Figure 1 of Kleiner, Mol Vis 2018; 24:647-666.

Figure 1. Regulation of the expression of the c-Fos and c-Jun genes in RPE cells. A: Presence of c-Fos and c-Jun gene transcripts in RPE cells. To confirm the correct lengths of the PCR products, agarose gel electrophoresis was performed using products obtained from two RPE cell lines (1, 2) derived from different post-mortem donors. Negative controls (0) were performed by adding double-distilled water instead of cDNA as template. The β-actin (ACTB) mRNA level was used to normalize the c-Fos and c-Jun mRNA levels. BE: c-Fos and c-Jun mRNA levels, as determined with real-time reverse transcription (RT)–PCR analysis after stimulation of the cells for 2, 6, and 24 h (as indicated by the panels of the bars). The mRNA levels are expressed as folds of the unstimulated control. B: Effects of chemical hypoxia (induced with the addition of 150 µM CoCl2), culturing in a 0.2% O2 atmosphere, high (25 mM) glucose, extracellular hyperosmolarity induced with the addition of high (+ 100 mM) NaCl, and extracellular hypo-osmolarity (60% osmolarity) on the expression levels of the c-Fos and c-Jun genes. C: Effect of the addition of 200 mM sucrose (in the absence and presence of 100 mM NaCl) on the expression of the c-Fos and c-Jun genes. D: Dose-dependence of the effect of high extracellular NaCl on the c-Fos mRNA level. Ten to 100 mM NaCl were added to the culture medium, as indicated in the bars. E: Effects of inflammatory and growth factors on the expression of the c-Fos gene.

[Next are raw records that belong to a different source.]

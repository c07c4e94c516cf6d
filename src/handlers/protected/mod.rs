// handlers/protected/mod.rs - Protected handlers (JWT authentication required)
//
// Every route here sits behind `jwt_auth_middleware`, which puts the
// caller's `AuthUser` into the request extensions. Authorization against the
// owning project happens in the services.
pub mod auth;
pub mod projects;
pub mod tasks;
pub mod todo_lists;
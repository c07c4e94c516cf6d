use sqlx::{postgres::PgPoolOptions, PgPool};
use std::time::Duration;
use thiserror::Error;
use tracing::info;

use crate::config::DatabaseConfig;

/// Errors from DatabaseManager
#[derive(Debug, Error)]
pub enum DatabaseError {
    #[error("Missing configuration: {0}")]
    ConfigMissing(&'static str),

    #[error(transparent)]
    Sqlx(#[from] sqlx::Error),
}

/// Tables are created on startup when missing. Children reference parents
/// with ON DELETE CASCADE so removing a project removes its lists and tasks.
const SCHEMA: &[&str] = &[
    r#"
    CREATE TABLE IF NOT EXISTS users (
        id            UUID PRIMARY KEY,
        username      VARCHAR(100) NOT NULL,
        name          VARCHAR(100) NOT NULL,
        email         VARCHAR(255) NOT NULL UNIQUE,
        password_hash TEXT NOT NULL,
        created_at    TIMESTAMPTZ NOT NULL DEFAULT now()
    )
    "#,
    r#"
    CREATE TABLE IF NOT EXISTS projects (
        id          UUID PRIMARY KEY,
        name        VARCHAR(255) NOT NULL,
        description TEXT,
        owner_id    UUID NOT NULL REFERENCES users(id) ON DELETE CASCADE,
        created_at  TIMESTAMPTZ NOT NULL DEFAULT now()
    )
    "#,
    r#"
    CREATE TABLE IF NOT EXISTS todo_lists (
        id         UUID PRIMARY KEY,
        name       VARCHAR(255) NOT NULL,
        project_id UUID NOT NULL REFERENCES projects(id) ON DELETE CASCADE,
        UNIQUE (project_id, name)
    )
    "#,
    r#"
    CREATE TABLE IF NOT EXISTS tasks (
        id           UUID PRIMARY KEY,
        title        VARCHAR(255) NOT NULL,
        description  TEXT,
        completed    BOOLEAN NOT NULL DEFAULT false,
        due_date     DATE,
        todo_list_id UUID NOT NULL REFERENCES todo_lists(id) ON DELETE CASCADE,
        position     INTEGER NOT NULL
    )
    "#,
    "CREATE INDEX IF NOT EXISTS idx_projects_owner ON projects (owner_id)",
    "CREATE INDEX IF NOT EXISTS idx_tasks_list_position ON tasks (todo_list_id, position)",
];

/// Connection pool construction and schema bootstrap for the Postgres backend
pub struct DatabaseManager;

impl DatabaseManager {
    /// Open a pool using the configured URL and sizing
    pub async fn connect(config: &DatabaseConfig) -> Result<PgPool, DatabaseError> {
        let url = config
            .url
            .as_deref()
            .ok_or(DatabaseError::ConfigMissing("DATABASE_URL"))?;

        let pool = PgPoolOptions::new()
            .max_connections(config.max_connections)
            .acquire_timeout(Duration::from_secs(config.connection_timeout))
            .connect(url)
            .await?;

        info!("Created database pool ({} max connections)", config.max_connections);
        Ok(pool)
    }

    /// Create any missing tables and indexes
    pub async fn ensure_schema(pool: &PgPool) -> Result<(), DatabaseError> {
        for statement in SCHEMA {
            sqlx::query(statement).execute(pool).await?;
        }
        info!("Database schema verified");
        Ok(())
    }

    /// Pings the pool to ensure connectivity
    pub async fn health_check(pool: &PgPool) -> Result<(), DatabaseError> {
        sqlx::query("SELECT 1").execute(pool).await?;
        Ok(())
    }
}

The following factors were tested: vascular endothelial growth factor (VEGF), basic fibroblast growth factor (bFGF), heparin-binding epidermal growth factor-like growth factor (HB-EGF), platelet-derived growth factor-BB (PDGF), transforming growth factor-β1 (TGF-β1), hepatocyte growth factor (HGF), placental growth factor-2 (PlGF-2), interleukin-1β (IL-1β), and tumor necrosis factor-α (TNFα). Each factor was applied at 10 ng/ml. In addition, fetal calf serum (10%) was tested. Each bar represents data obtained in three to ten independent experiments using cell lines from different donors. Significant difference versus unstimulated control: * p<0.05; ● p<0.05.